TASK TO CARRY OUT: The required answer is every line of the data containing the word "global".

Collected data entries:
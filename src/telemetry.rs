use tracing_subscriber::EnvFilter;

use crate::core::MonitoringConfig;

/// Install the global tracing subscriber described by `config`.
///
/// `RUST_LOG`, when set, wins over `config.log_level`. Returns `false` if a
/// global subscriber was already installed.
pub fn init_tracing(config: &MonitoringConfig) -> bool {
    let filter = EnvFilter::try_from_default_env()
        .or_else(|_| EnvFilter::try_new(&config.log_level))
        .unwrap_or_else(|_| EnvFilter::new("info"));

    let builder = tracing_subscriber::fmt().with_env_filter(filter).with_target(true);

    if config.structured_logging {
        builder.json().try_init().is_ok()
    } else {
        builder.try_init().is_ok()
    }
}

FINISHED TASK:
/// Install the global tracing subscriber described by `config`.
/// global subscriber was already installed.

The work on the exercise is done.